Istruzioni per parlare da soli
Nell’ebraismo italiano vi è, per via delle Intese, un insieme geograficamente ordinato di Comunità. Ciò non toglie che, ad una più impegnata e impegnativa disamina, se ne scorgano delle altre, variamente connotate, che non sono delle comunità in senso giuridico, bensì delle formazioni sociali nel senso dell’art. 2 della Costituzione, formazioni connotate talvolta dalla struttura, talaltra dalla loro forte identità. Non le chiamerò per nome, non tanto per via di una qualche ritrosia, ma perché è giusto che lo facciano il lettore stesso, oppure i soggetti coinvolti.
Potrei fare un esempio lontano e, al contempo, assai vicino, ed è quello dei centri Zhitlovsky/ICUF (Idischer Cultur Farband) in qualche Stato sudamericano, residui di un risalente passato bundista, la cui identità ebraica, essendo dichiaratamente legata soltanto alla cultura, tende a sfilacciarsi avvolta dalle proprie contraddizioni, prima fra tutte quella ontologica fra materialismo dialettico e impronta sovrastrutturale.
Un ulteriore esempio potrebbe derivare dalla Ievsektsia, l’onnipresente sezione ebraica dei partiti comunisti, oppure, nei sistemi concordatari, dalle diverse correnti dell’ebraismo riformista.
Correnti di pensiero proprie di ogni società, che dovrebbero essere l’espressione non solo di ideologie ma soprattutto di studi approfonditi, di ricerche e di una cultura nutrita dalle fonti che sono alla base della civiltà in generale e dell’ebraismo in particolare.
Tuttavia, ad un’analisi poco più che epidermica, si scorge che tante dialettiche nostrane sono figlie inconsapevoli delle risalenti (e complesse) tensioni fra i sionisti ed il Comitato degli italiani di religione ebraica, le cui rispettive ideologie rispecchiavano modi opposti di risolvere i loro problemi identitari (a questo riguardo, un ottimo resoconto si trova in Gabriele Rigano, Il caso Zolli, Guerini, Milano, 2006).
Malgrado siffatte tensioni, che ubbidivano ai richiamati travagli identitari, l’ebraismo italiano, insignificante nei numeri, ha espresso nella società italiana, soprattutto dal 1870 in poi, dei talenti tali in tutte le aree possibili, da meritarsi l’eterna riconoscenza del Paese.

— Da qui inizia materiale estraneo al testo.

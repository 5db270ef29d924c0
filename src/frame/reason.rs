use std::fmt;

/// HTTP/2 error codes, carried by RST_STREAM and GOAWAY frames.
#[derive(PartialEq, Eq, Clone, Copy)]
pub struct Reason(u32);

impl Reason {
    pub const NO_ERROR: Reason = Reason(0);
    pub const PROTOCOL_ERROR: Reason = Reason(1);
    pub const INTERNAL_ERROR: Reason = Reason(2);
    pub const FLOW_CONTROL_ERROR: Reason = Reason(3);
    pub const SETTINGS_TIMEOUT: Reason = Reason(4);
    pub const STREAM_CLOSED: Reason = Reason(5);
    pub const FRAME_SIZE_ERROR: Reason = Reason(6);
    pub const REFUSED_STREAM: Reason = Reason(7);
    pub const CANCEL: Reason = Reason(8);
    pub const COMPRESSION_ERROR: Reason = Reason(9);
    pub const CONNECT_ERROR: Reason = Reason(10);
    pub const ENHANCE_YOUR_CALM: Reason = Reason(11);
    pub const INADEQUATE_SECURITY: Reason = Reason(12);
    pub const HTTP_1_1_REQUIRED: Reason = Reason(13);

    pub fn description(&self) -> &str {
        match self.0 {
            0 => "NO_ERROR",
            1 => "PROTOCOL_ERROR",
            2 => "INTERNAL_ERROR",
            3 => "FLOW_CONTROL_ERROR",
            4 => "SETTINGS_TIMEOUT",
            5 => "STREAM_CLOSED",
            6 => "FRAME_SIZE_ERROR",
            7 => "REFUSED_STREAM",
            8 => "CANCEL",
            9 => "COMPRESSION_ERROR",
            10 => "CONNECT_ERROR",
            11 => "ENHANCE_YOUR_CALM",
            12 => "INADEQUATE_SECURITY",
            13 => "HTTP_1_1_REQUIRED",
            _ => "unknown error code",
        }
    }
}

impl From<u32> for Reason {
    fn from(src: u32) -> Reason {
        Reason(src)
    }
}

impl From<Reason> for u32 {
    fn from(src: Reason) -> u32 {
        src.0
    }
}

impl fmt::Debug for Reason {
    fn fmt(&self, fmt: &mut fmt::Formatter) -> fmt::Result {
        let name = match self.0 {
            0..=13 => self.description(),
            other => return write!(fmt, "Reason(0x{:x})", other),
        };
        fmt.write_str(name)
    }
}

impl fmt::Display for Reason {
    fn fmt(&self, fmt: &mut fmt::Formatter) -> fmt::Result {
        match self.0 {
            0..=13 => fmt.write_str(self.description()),
            other => write!(fmt, "unknown error code 0x{:x}", other),
        }
    }
}
use std::future::Future;
use std::pin::Pin;
use std::sync::Mutex;
use std::task::{Context, Poll, Waker};

use crate::frame::DEFAULT_INITIAL_WINDOW_SIZE;
use crate::proto::{WindowSize, MAX_WINDOW_SIZE};

/// Flow-control bookkeeping failures; call sites map these onto stream
/// or connection errors depending on which controller tripped.
#[derive(Debug, Clone, Copy, PartialEq, Eq)]
pub enum FlowError {
    /// The window sank below its permitted lower bound.
    WindowUnderflow,
    /// The window would exceed 2^31 - 1.
    WindowOverflow,
    /// More bytes returned than were ever consumed.
    ReturnedTooMany,
}

/// The receive-side controller: tracks how much the peer may still send,
/// how much of what arrived has been handed to the application, and when
/// to grant credit back with a WINDOW_UPDATE.
///
/// Not synchronized itself; owners wrap it in a mutex.
#[derive(Debug)]
pub struct RecvFlow {
    /// Credit currently extended to the peer. May sink below zero, but
    /// never below `lower_bound`.
    window: i64,

    /// Temporary negative bound tolerating frames already in flight
    /// after an INITIAL_WINDOW_SIZE shrink.
    lower_bound: i64,

    /// The initial window: the ceiling `window` is replenished towards.
    upper_bound: i64,

    /// `window` plus bytes consumed but not yet returned by the
    /// application.
    processed: i64,
}

impl RecvFlow {
    pub fn new(initial: WindowSize) -> RecvFlow {
        RecvFlow {
            window: initial as i64,
            lower_bound: 0,
            upper_bound: initial as i64,
            processed: initial as i64,
        }
    }

    pub fn window(&self) -> i64 {
        self.window
    }

    pub fn initial_window(&self) -> WindowSize {
        self.upper_bound as WindowSize
    }

    /// Bytes consumed by deliveries but not yet returned.
    pub fn consumed(&self) -> i64 {
        self.processed - self.window
    }

    /// Charges a received flow-controlled frame against the window.
    pub fn consume(&mut self, n: WindowSize) -> Result<(), FlowError> {
        if n == 0 {
            return Ok(());
        }

        self.window -= n as i64;
        if self.window < self.lower_bound {
            return Err(FlowError::WindowUnderflow);
        }
        Ok(())
    }

    /// Records `n` payload bytes handed to the application. When the
    /// accumulated returns pass half the initial window, the window is
    /// replenished and the increment to put in a WINDOW_UPDATE is
    /// returned.
    pub fn return_bytes(&mut self, n: WindowSize) -> Result<Option<WindowSize>, FlowError> {
        if self.processed - (n as i64) < self.window {
            return Err(FlowError::ReturnedTooMany);
        }
        self.processed -= n as i64;
        self.window_update()
    }

    fn window_update(&mut self) -> Result<Option<WindowSize>, FlowError> {
        if self.upper_bound <= 0 {
            return Ok(None);
        }

        // Grant once half the initial window has been returned; the
        // trade between update frequency and frame overhead.
        let threshold = self.upper_bound / 2;
        if self.processed > threshold {
            return Ok(None);
        }

        let delta = self.upper_bound - self.processed;
        self.update_window(delta)
            .map_err(|_| FlowError::ReturnedTooMany)?;

        tracing::trace!(
            "recv window replenished; delta={}; window={}",
            delta,
            self.window
        );

        Ok(Some(delta as WindowSize))
    }

    /// Applies an INITIAL_WINDOW_SIZE change of `delta` to this stream.
    /// The connection-level controller is exempt; callers skip it.
    pub fn increment_initial_window(&mut self, delta: i64) -> Result<(), FlowError> {
        self.update_window(delta)?;
        self.update_initial_window(delta);
        Ok(())
    }

    fn update_window(&mut self, delta: i64) -> Result<(), FlowError> {
        if delta > 0 && (MAX_WINDOW_SIZE as i64) - delta < self.window {
            return Err(FlowError::WindowOverflow);
        }
        self.window += delta;
        self.processed += delta;
        self.lower_bound = if delta < 0 { delta } else { 0 };
        Ok(())
    }

    fn update_initial_window(&mut self, delta: i64) {
        let mut n = self.upper_bound + delta;
        if n < DEFAULT_INITIAL_WINDOW_SIZE as i64 {
            n = DEFAULT_INITIAL_WINDOW_SIZE as i64;
        }
        if n > MAX_WINDOW_SIZE as i64 {
            n = MAX_WINDOW_SIZE as i64;
        }
        self.upper_bound = n;
    }
}

/// The send-side controller: remote-granted credit and the producer's
/// rendezvous point.
///
/// Credit accumulates in `window` until it turns positive, at which
/// point the whole amount is deposited into a single slot. A producer
/// awaiting credit takes the entire slot; abandoning the wait leaves
/// the deposit in place, and `cancel` reclaims it into the window.
#[derive(Debug)]
pub struct SendFlow {
    inner: Mutex<Inner>,
}

#[derive(Debug)]
struct Inner {
    window: i64,
    slot: Option<WindowSize>,
    wakers: Vec<Waker>,
}

impl SendFlow {
    pub fn new(initial: WindowSize) -> SendFlow {
        SendFlow {
            inner: Mutex::new(Inner {
                window: initial as i64,
                slot: None,
                wakers: Vec::new(),
            }),
        }
    }

    /// The undeposited portion of the window.
    pub fn window(&self) -> i64 {
        self.inner.lock().unwrap().window
    }

    /// Adds `delta` credit. `reset` first reclaims any undelivered
    /// deposit, which is how INITIAL_WINDOW_SIZE changes retroactively
    /// adjust credit a producer has not yet claimed.
    pub fn increment_window(&self, delta: i64, reset: bool) -> Result<(), FlowError> {
        let mut inner = self.inner.lock().unwrap();

        if delta > 0 && (MAX_WINDOW_SIZE as i64) - delta < inner.window {
            return Err(FlowError::WindowOverflow);
        }

        if reset {
            if let Some(n) = inner.slot.take() {
                inner.window += n as i64;
            }
        }

        inner.window += delta;

        if inner.window <= 0 {
            return Ok(());
        }

        if inner.slot.is_none() {
            inner.slot = Some(inner.window as WindowSize);
            inner.window = 0;
            for waker in inner.wakers.drain(..) {
                waker.wake();
            }
        }

        Ok(())
    }

    /// Returns undelivered credit to the window after an abandoned
    /// await.
    pub fn cancel(&self) {
        let mut inner = self.inner.lock().unwrap();
        if let Some(n) = inner.slot.take() {
            inner.window += n as i64;
        }
    }

    pub fn poll_credit(&self, cx: &mut Context<'_>) -> Poll<WindowSize> {
        let mut inner = self.inner.lock().unwrap();

        if inner.slot.is_none() && inner.window > 0 {
            inner.slot = Some(inner.window as WindowSize);
            inner.window = 0;
        }

        if let Some(n) = inner.slot.take() {
            return Poll::Ready(n);
        }

        inner.wakers.push(cx.waker().clone());
        Poll::Pending
    }

    /// Awaits the next credit delivery, yielding the entire available
    /// amount.
    pub fn credit(&self) -> Credit<'_> {
        Credit { flow: self }
    }
}

pub struct Credit<'a> {
    flow: &'a SendFlow,
}

impl Future for Credit<'_> {
    type Output = WindowSize;

    fn poll(self: Pin<&mut Self>, cx: &mut Context<'_>) -> Poll<WindowSize> {
        self.flow.poll_credit(cx)
    }
}

#[cfg(test)]
mod tests {
    use super::*;
    use futures::task::noop_waker;

    fn poll_credit(flow: &SendFlow) -> Poll<WindowSize> {
        let waker = noop_waker();
        let mut cx = Context::from_waker(&waker);
        flow.poll_credit(&mut cx)
    }

    #[test]
    fn recv_consume_within_window() {
        let mut flow = RecvFlow::new(100);
        assert!(flow.consume(60).is_ok());
        assert_eq!(flow.window(), 40);
        assert!(flow.consume(40).is_ok());
        assert_eq!(flow.window(), 0);
        assert_eq!(flow.consume(1), Err(FlowError::WindowUnderflow));
    }

    #[test]
    fn recv_window_update_at_half() {
        let mut flow = RecvFlow::new(100);
        flow.consume(60).unwrap();

        // 40 of 60 returned: processed = 60, above the 50 threshold.
        assert_eq!(flow.return_bytes(40).unwrap(), None);

        // 20 more: processed = 40, at or below threshold, grant the
        // difference back up to the initial window.
        let update = flow.return_bytes(20).unwrap();
        assert_eq!(update, Some(60));
        assert_eq!(flow.window(), 100);
        assert_eq!(flow.consumed(), 0);
    }

    #[test]
    fn recv_return_more_than_consumed_fails() {
        let mut flow = RecvFlow::new(100);
        flow.consume(10).unwrap();
        assert_eq!(flow.return_bytes(11), Err(FlowError::ReturnedTooMany));
    }

    #[test]
    fn recv_initial_window_shrink_sets_lower_bound() {
        let mut flow = RecvFlow::new(65_535);
        flow.increment_initial_window(1_024 - 65_535).unwrap();
        assert_eq!(flow.window(), 1_024);
        assert_eq!(flow.lower_bound, -64_511);

        // In-flight frames may legally push the window negative down to
        // the lower bound.
        assert!(flow.consume(20_000).is_ok());
        assert_eq!(flow.window(), 1_024 - 20_000);
    }

    #[test]
    fn send_credit_is_delivered_whole() {
        let flow = SendFlow::new(100);
        assert_eq!(poll_credit(&flow), Poll::Ready(100));
        assert!(poll_credit(&flow).is_pending());

        flow.increment_window(30, false).unwrap();
        flow.increment_window(20, false).unwrap();
        assert_eq!(poll_credit(&flow), Poll::Ready(30));
        assert_eq!(poll_credit(&flow), Poll::Ready(20));
    }

    #[test]
    fn send_cancel_preserves_credit() {
        let flow = SendFlow::new(50);
        // Deposit happens on increment, before anyone waits.
        flow.increment_window(0, false).unwrap();
        flow.cancel();
        assert_eq!(flow.window(), 50);
        assert_eq!(poll_credit(&flow), Poll::Ready(50));
    }

    #[test]
    fn send_negative_window_blocks_delivery() {
        let flow = SendFlow::new(10);
        flow.increment_window(-30, true).unwrap();
        assert_eq!(flow.window(), -20);
        assert!(poll_credit(&flow).is_pending());

        flow.increment_window(25, false).unwrap();
        assert_eq!(poll_credit(&flow), Poll::Ready(5));
    }

    #[test]
    fn send_overflow_is_an_error() {
        let flow = SendFlow::new(MAX_WINDOW_SIZE);
        assert_eq!(
            flow.increment_window(1, false),
            Err(FlowError::WindowOverflow)
        );
    }

    #[test]
    fn send_reset_reclaims_the_deposit() {
        let flow = SendFlow::new(100);
        flow.increment_window(0, false).unwrap();
        // Slot holds 100; shrink by 40 must see all of it.
        flow.increment_window(-40, true).unwrap();
        assert_eq!(poll_credit(&flow), Poll::Ready(60));
    }
}
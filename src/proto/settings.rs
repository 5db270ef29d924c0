use crate::codec::UserError;
use crate::frame::Settings;

/// The local and remote settings snapshots, with the apply-on-ACK
/// discipline for our own: a SETTINGS frame we send sits in `pending`
/// and only becomes the applied snapshot once the peer acknowledges it.
#[derive(Debug)]
pub struct SettingsState {
    local: Settings,
    pending_local: Option<Settings>,
    remote: Settings,
}

/// What changed when a snapshot was updated; the connection propagates
/// these onto live streams.
#[derive(Debug, Default, Clone, Copy)]
pub struct AppliedSettings {
    /// Delta to apply to per-stream initial windows.
    pub initial_window_delta: i64,
    pub max_concurrent_streams: Option<Option<u32>>,
}

impl SettingsState {
    /// `initial` is the SETTINGS frame sent during the opening
    /// handshake; it stays pending until the peer's ACK.
    pub fn new(initial: Settings) -> SettingsState {
        SettingsState {
            local: Settings::new(),
            pending_local: Some(initial),
            remote: Settings::new(),
        }
    }

    pub fn local(&self) -> &Settings {
        &self.local
    }

    pub fn remote(&self) -> &Settings {
        &self.remote
    }

    /// Stages a SETTINGS frame for sending. Only one may be in flight.
    pub fn start_send(&mut self, settings: Settings) -> Result<(), UserError> {
        if self.pending_local.is_some() {
            return Err(UserError::SendSettingsWhilePending);
        }
        self.pending_local = Some(settings);
        Ok(())
    }

    /// Applies the pending local snapshot on receipt of the peer's ACK.
    pub fn recv_ack(&mut self) -> AppliedSettings {
        let pending = match self.pending_local.take() {
            Some(pending) => pending,
            None => {
                tracing::warn!("received SETTINGS ACK with nothing pending");
                return AppliedSettings::default();
            }
        };

        Self::merge(&mut self.local, pending)
    }

    /// Applies a SETTINGS frame received from the peer.
    pub fn recv_remote(&mut self, frame: Settings) -> AppliedSettings {
        Self::merge(&mut self.remote, frame)
    }

    fn merge(snapshot: &mut Settings, update: Settings) -> AppliedSettings {
        let old_initial = snapshot.initial_window_size();
        let old_max_concurrent = snapshot.max_concurrent_streams();

        for (id, value) in update.iter() {
            // Values were validated when the frame was assembled.
            let _ = snapshot.set_value(id, value);
        }

        let mut applied = AppliedSettings::default();
        applied.initial_window_delta =
            snapshot.initial_window_size() as i64 - old_initial as i64;
        if snapshot.max_concurrent_streams() != old_max_concurrent {
            applied.max_concurrent_streams = Some(snapshot.max_concurrent_streams());
        }
        applied
    }
}
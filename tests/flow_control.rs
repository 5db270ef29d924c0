mod support;

use bytes::Bytes;
use futures::executor::block_on;
use http::{HeaderMap, Method};
use std::task::Poll;
use support::{data_bytes, data_frames, poll_once, Harness};
use weft::frame::{self, Frame, Pseudo};
use weft::{Connection, Peer, StreamState};

fn request() -> Pseudo {
    Pseudo::request(Method::GET, "https://example.com/".parse().unwrap())
}

fn request_headers(id: u32, end_stream: bool) -> frame::Headers {
    let mut headers = frame::Headers::new(id.into(), request(), HeaderMap::new());
    if end_stream {
        headers.set_end_stream();
    }
    headers
}

#[test]
fn large_write_blocks_until_window_updates() {
    let mut h = Harness::new(Connection::new(Peer::Client));

    let stream = block_on(h.conn.open_stream(request(), HeaderMap::new(), false)).unwrap();
    h.sent();

    let payload = Bytes::from(vec![0u8; 200_000]);
    let mut write = Box::pin(stream.write(payload, false));

    // The first burst is capped by the 65535-byte initial windows.
    assert!(poll_once(&mut write).is_pending());
    let sent = h.sent();
    assert_eq!(data_bytes(&sent), 65_535);

    // Credit arrives on both levels; the producer resumes.
    h.feed(frame::WindowUpdate::new(1.into(), 100_000));
    h.feed(frame::WindowUpdate::new(0.into(), 100_000));
    assert!(poll_once(&mut write).is_pending());
    let sent = h.sent();
    assert_eq!(data_bytes(&sent), 100_000);

    h.feed(frame::WindowUpdate::new(1.into(), 50_000));
    h.feed(frame::WindowUpdate::new(0.into(), 50_000));
    assert!(matches!(poll_once(&mut write), Poll::Ready(Ok(()))));
    let sent = h.sent();
    assert_eq!(data_bytes(&sent), 200_000 - 165_535);
}

#[test]
fn receiver_emits_window_updates_at_half_window() {
    let mut h = Harness::new(Connection::new(Peer::Server));

    h.feed(request_headers(1, false));
    let stream = block_on(h.conn.accept()).unwrap();

    h.feed(frame::Data::new(1.into(), Bytes::from(vec![1u8; 16_384])));
    h.feed(frame::Data::new(1.into(), Bytes::from(vec![2u8; 16_384])));
    h.sent();

    // First chunk returned: under the 50% threshold, no update yet.
    assert_eq!(
        block_on(stream.read()).unwrap().map(|chunk| chunk.len()),
        Some(16_384)
    );
    let sent = h.sent();
    assert!(
        !sent.iter().any(|f| matches!(f, Frame::WindowUpdate(_))),
        "no WINDOW_UPDATE expected before the threshold, got {:?}",
        sent
    );

    // Second chunk crosses it on both levels.
    assert_eq!(
        block_on(stream.read()).unwrap().map(|chunk| chunk.len()),
        Some(16_384)
    );
    let sent = h.sent();
    let updates: Vec<_> = sent
        .iter()
        .filter_map(|f| match f {
            Frame::WindowUpdate(update) => Some((u32::from(update.stream_id()), update.size_increment())),
            _ => None,
        })
        .collect();

    assert!(updates.contains(&(0, 32_768)), "conn update in {:?}", updates);
    assert!(updates.contains(&(1, 32_768)), "stream update in {:?}", updates);
}

#[test]
fn no_head_of_line_blocking_across_streams() {
    let mut h = Harness::new(Connection::new(Peer::Client));

    let one = block_on(h.conn.open_stream(request(), HeaderMap::new(), false)).unwrap();
    let three = block_on(h.conn.open_stream(request(), HeaderMap::new(), false)).unwrap();
    h.sent();

    // Stream 1 exhausts its own window and the whole connection window.
    let mut write_one = Box::pin(one.write(Bytes::from(vec![0u8; 100_000]), false));
    assert!(poll_once(&mut write_one).is_pending());
    let sent = h.sent();
    assert_eq!(data_bytes(&sent), 65_535);

    let mut write_three = Box::pin(three.write(Bytes::from(vec![0u8; 50_000]), false));
    assert!(poll_once(&mut write_three).is_pending());

    // Connection credit alone lets stream 3 proceed; stream 1 stays
    // parked on its per-stream window.
    h.feed(frame::WindowUpdate::new(0.into(), 50_000));
    assert!(matches!(poll_once(&mut write_three), Poll::Ready(Ok(()))));
    assert!(poll_once(&mut write_one).is_pending());

    let sent = h.sent();
    for frame in data_frames(&sent) {
        assert_eq!(frame.stream_id(), 3u32);
    }
    assert_eq!(data_bytes(&sent), 50_000);
}

#[test]
fn data_frames_respect_max_frame_size() {
    let mut h = Harness::new(Connection::new(Peer::Client));

    let stream = block_on(h.conn.open_stream(request(), HeaderMap::new(), false)).unwrap();
    h.sent();

    block_on(stream.write(Bytes::from(vec![0u8; 40_000]), true)).unwrap();
    let sent = h.sent();
    let frames = data_frames(&sent);

    // ceil(40000 / 16384) frames, the last carrying END_STREAM.
    assert_eq!(frames.len(), 3);
    assert_eq!(frames[0].payload().len(), 16_384);
    assert_eq!(frames[1].payload().len(), 16_384);
    assert_eq!(frames[2].payload().len(), 40_000 - 2 * 16_384);
    assert!(!frames[0].is_end_stream());
    assert!(frames[2].is_end_stream());
    assert_eq!(stream.state(), StreamState::HalfClosedLocal);
}

#[test]
fn initial_window_shrink_applies_the_delta_to_live_streams() {
    let mut h = Harness::new(Connection::new(Peer::Client));

    let stream = block_on(h.conn.open_stream(request(), HeaderMap::new(), false)).unwrap();
    h.sent();

    // 20000 bytes already in flight.
    block_on(stream.write(Bytes::from(vec![0u8; 20_000]), false)).unwrap();
    h.sent();

    // The peer shrinks INITIAL_WINDOW_SIZE to 1024; the stream's send
    // window becomes 45535 + (1024 - 65535) = -18976.
    let mut settings = frame::Settings::new();
    settings.set_initial_window_size(1_024).unwrap();
    h.feed(settings);

    let sent = h.sent();
    assert!(
        sent.iter()
            .any(|f| matches!(f, Frame::Settings(s) if s.is_ack())),
        "SETTINGS must be acknowledged, got {:?}",
        sent
    );
    assert_eq!(h.conn.remote_settings().initial_window_size(), 1_024);

    let mut write = Box::pin(stream.write(Bytes::from(vec![0u8; 10_000]), false));
    assert!(poll_once(&mut write).is_pending());
    assert_eq!(data_bytes(&h.sent()), 0);

    // Returning 20000 bytes leaves exactly 1024 of stream credit.
    h.feed(frame::WindowUpdate::new(1.into(), 20_000));
    assert!(poll_once(&mut write).is_pending());
    assert_eq!(data_bytes(&h.sent()), 1_024);
}

#[test]
fn connection_flow_violation_is_fatal() {
    let mut h = Harness::new(Connection::new(Peer::Server));

    h.feed(request_headers(1, false));
    block_on(h.conn.accept()).unwrap();

    // A single frame larger than the connection window.
    h.feed(frame::Data::new(1.into(), Bytes::from(vec![0u8; 70_000])));

    assert_eq!(
        h.run_error_reason(),
        Some(weft::Reason::FLOW_CONTROL_ERROR)
    );
    let sent = h.sent();
    assert!(
        sent.iter()
            .any(|f| matches!(f, Frame::GoAway(g) if g.reason() == weft::Reason::FLOW_CONTROL_ERROR)),
        "expected GOAWAY, got {:?}",
        sent
    );
}
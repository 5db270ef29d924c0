use crate::frame::StreamId;

/// Which side of the connection this engine plays. The core is
/// symmetric; the role only decides stream-id parity ownership and who
/// may push.
#[derive(Debug, Copy, Clone, Eq, PartialEq)]
pub enum Peer {
    Client,
    Server,
}

impl Peer {
    pub fn is_server(&self) -> bool {
        *self == Peer::Server
    }

    /// Whether the given stream was initiated by this side.
    pub fn is_local_init(&self, id: StreamId) -> bool {
        assert!(!id.is_zero());
        self.is_server() == id.is_server_initiated()
    }

    /// The first stream id this side may initiate.
    pub fn first_stream_id(&self) -> StreamId {
        if self.is_server() {
            2.into()
        } else {
            1.into()
        }
    }
}

impl std::fmt::Display for Peer {
    fn fmt(&self, fmt: &mut std::fmt::Formatter) -> std::fmt::Result {
        fmt.write_str(match *self {
            Peer::Client => "Client",
            Peer::Server => "Server",
        })
    }
}
use std::collections::HashMap;

use evac_behavior::PanicTieredPolicy;
use evac_core::{Cell, EvacParams, PersonId, SimConfig};
use evac_sim::{Sim, SimBuilder};
use proptest::prelude::*;

fn build(seed: u64, size: i32, persons: usize, fires: usize, obstacles: usize) -> Sim<PanicTieredPolicy> {
    let exits = vec![Cell::new(size / 2, 0), Cell::new(0, size / 2)];
    let config = SimConfig::new(size, size, persons, fires, obstacles, exits).with_seed(seed);
    SimBuilder::new(config, PanicTieredPolicy)
        .build()
        .expect("valid configuration")
}

fn cells(sim: &Sim<PanicTieredPolicy>) -> HashMap<PersonId, Cell> {
    sim.persons().iter().map(|p| (p.id(), p.cell())).collect()
}

proptest! {
    #[test]
    fn persons_and_fires_stay_in_bounds(
        seed in 0_u64..5_000,
        size in 5_i32..25,
        persons in 0_usize..20,
        fires in 0_usize..4,
        steps in 1_u64..30,
    ) {
        let mut sim = build(seed, size, persons, fires, (size as usize) / 2);
        for _ in 0..steps {
            let before = cells(&sim);
            sim.step();
            for p in sim.persons() {
                prop_assert!(sim.world().contains(p.cell()));
                // Random placement may start someone on an obstacle; a
                // step can leave that cell but never enter another one.
                if before[&p.id()] != p.cell() {
                    prop_assert!(!sim.world().is_obstacle(p.x(), p.y()));
                }
            }
            for f in sim.fires() {
                prop_assert!(sim.world().contains(f.cell()));
            }
        }
    }

    #[test]
    fn counters_and_fire_never_shrink(
        seed in 0_u64..5_000,
        size in 5_i32..20,
        persons in 1_usize..15,
        steps in 1_u64..40,
    ) {
        let mut sim = build(seed, size, persons, 2, 3);
        let mut fires = sim.world().fire_count();
        for _ in 0..steps {
            sim.step();
            prop_assert!(sim.world().fire_count() >= fires);
            fires = sim.world().fire_count();
            prop_assert_eq!(
                sim.persons().len() + sim.escaped_total() + sim.dead_total(),
                persons
            );
        }
        prop_assert!(sim.escaped_counts().windows(2).all(|w| w[0] <= w[1]));
        prop_assert!(sim.death_counts().windows(2).all(|w| w[0] <= w[1]));
        prop_assert_eq!(sim.escaped_counts().len() as u64, steps);
    }

    #[test]
    fn health_falls_and_panic_follows_fire_proximity(
        seed in 0_u64..5_000,
        persons in 1_usize..15,
        steps in 1_u64..30,
    ) {
        let mut sim = build(seed, 15, persons, 3, 4);
        let radius = EvacParams::default().panic_radius;
        for _ in 0..steps {
            let fires: Vec<Cell> = sim.world().fire_cells().to_vec();
            let before: HashMap<PersonId, (Cell, f32, u32)> = sim
                .persons()
                .iter()
                .map(|p| (p.id(), (p.cell(), p.health(), p.panic())))
                .collect();
            sim.step();
            for p in sim.persons() {
                let (cell, old_health, old_panic) = before[&p.id()];
                let near_fire = fires.iter().any(|&f| cell.within(f, radius));
                let expected = if near_fire { old_panic + 1 } else { old_panic.saturating_sub(1) };
                prop_assert_eq!(p.panic(), expected);
                prop_assert!(p.health() <= old_health);
                prop_assert!(p.health() > 0.0);
            }
        }
    }

    #[test]
    fn same_seed_replays_exactly(seed in 0_u64..10_000, steps in 1_u64..20) {
        let mut a = build(seed, 12, 8, 2, 4);
        let mut b = build(seed, 12, 8, 2, 4);
        for _ in 0..steps {
            a.step();
            b.step();
        }
        prop_assert_eq!(a.persons(), b.persons());
        prop_assert_eq!(a.world().fire_cells(), b.world().fire_cells());
        prop_assert_eq!(a.bottleneck_areas(), b.bottleneck_areas());
    }
}
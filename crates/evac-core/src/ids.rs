//! Strongly typed, zero-cost identifier wrappers.
//!
//! Persons are identified by `PersonId`, never by their coordinates: positions
//! are mutable and several persons may share a cell.  Exits are identified by
//! their index in the world's exit list.

use std::fmt;

/// Generate a typed ID wrapper around a primitive integer.
macro_rules! typed_id {
    ($(#[$attr:meta])* $vis:vis struct $name:ident($inner:ty);) => {
        $(#[$attr])*
        #[derive(Copy, Clone, PartialEq, Eq, Hash, PartialOrd, Ord, Debug)]
        #[cfg_attr(feature = "serde", derive(serde::Serialize, serde::Deserialize))]
        $vis struct $name(pub $inner);

        impl $name {
            /// Cast to `usize` for direct use as a `Vec` index.
            #[inline(always)]
            pub fn index(self) -> usize {
                self.0 as usize
            }
        }

        impl fmt::Display for $name {
            fn fmt(&self, f: &mut fmt::Formatter<'_>) -> fmt::Result {
                write!(f, "{}({})", stringify!($name), self.0)
            }
        }

        impl TryFrom<usize> for $name {
            type Error = std::num::TryFromIntError;
            fn try_from(n: usize) -> Result<$name, Self::Error> {
                <$inner>::try_from(n).map($name)
            }
        }
    };
}

typed_id! {
    /// Identity of a person, assigned once at construction and never reused.
    pub struct PersonId(u32);
}

typed_id! {
    /// Position of an exit in the world's ordered exit list.
    pub struct ExitId(u16);
}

Talenti non scaturiti da ipotesi genetiche razziste/razziali bensì da quel flusso di pensiero ebraico che, da ultimo, Roberto Della Rocca ha ben tratteggiato (Con lo sguardo alla luna, Firenze, 2015).
Negli ultimi decenni, come ben sappiamo, questa fioritura s’è arrestata, in campo ebraico e in campo non ebraico, per via, come suggerisce Ernesto Galli della Loggia, dello sfascio delle scuole di ogni ordine e grado.
Così, quando si tratta di analizzare sia la società in generale che l’ebraismo in particolare, notiamo: a) che dal punto di vista culturale non si conosce la storia del popolo ebraico, come evidenziato, ad esempio da tesi improbabili sul Bund e sulla Shoah; b) che il filone di pensiero tende ad attestarsi sull’asse destra/sinistra, ignorando la scaturigine dei problemi di sicurezza e finanche di sopravvivenza fisica dell’ebraismo mondiale. Certamente vi sono delle personalità di valore, però l’Italia attuale tutta stenta a distinguerle, come insegna, da ultimo, Roger Abravanel, i cui studi potrebbero celarne un altro, nell’area del non detto, recante istruzioni per parlare da soli.